(Beginning of DATA RECORDS)

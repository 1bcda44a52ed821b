//! The secure credential service contract consumed by keystash.
//!
//! A platform credential store (a keychain, a credential manager, a secret
//! service) is modelled as a black box with exactly four primitives:
//! `add`, `update`, `delete` and `copy_matching`. Each takes a [`Query`]
//! describing the item identity and attributes, and reports failure as a
//! [`BackendError`] carrying a numeric platform status.
//!
//! # Backends
//!
//! All backends implement the [`SecureBackend`] trait:
//!
//! - `KeyringBackend` -- the operating system's native credential store
//!   (feature `keyring`, on by default)
//! - [`InMemoryBackend`] -- emulation of the platform service for tests and
//!   embedding, including device lock state
//!
//! # Rules
//!
//! 1. One identity, at most one live item.
//! 2. `add` never overwrites; callers fall back to `update` themselves.
//! 3. The backend never interprets item payloads.
//! 4. Encryption at rest and access control belong to the platform.

pub mod error;
pub mod memory;
#[cfg(feature = "keyring")]
pub mod platform;
pub mod query;
pub mod traits;
pub mod types;

pub use error::{BackendError, BackendResult};
pub use memory::{DeviceState, InMemoryBackend};
#[cfg(feature = "keyring")]
pub use platform::KeyringBackend;
pub use query::{AttributeUpdate, ItemAttributes, MatchLimit, MatchedItem, Query, ResultPolicy};
pub use traits::SecureBackend;
pub use types::{Accessibility, GroupScope, ItemClass, PersistentRef, Synchronizable};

(End of DATA RECORDS)

EXERCISE OBJECTIVE: Copy out exactly the line that holds "for tests and" and all remaining lines of the listing, both the first and the last included.

ANSWER BOX:
//! - [`InMemoryBackend`] -- emulation of the platform service for tests and
//!   embedding, including device lock state
//!
//! # Rules
//!
//! 1. One identity, at most one live item.
//! 2. `add` never overwrites; callers fall back to `update` themselves.
//! 3. The backend never interprets item payloads.
//! 4. Encryption at rest and access control belong to the platform.

pub mod error;
pub mod memory;
#[cfg(feature = "keyring")]
pub mod platform;
pub mod query;
pub mod traits;
pub mod types;

pub use error::{BackendError, BackendResult};
pub use memory::{DeviceState, InMemoryBackend};
#[cfg(feature = "keyring")]
pub use platform::KeyringBackend;
pub use query::{AttributeUpdate, ItemAttributes, MatchLimit, MatchedItem, Query, ResultPolicy};
pub use traits::SecureBackend;
pub use types::{Accessibility, GroupScope, ItemClass, PersistentRef, Synchronizable};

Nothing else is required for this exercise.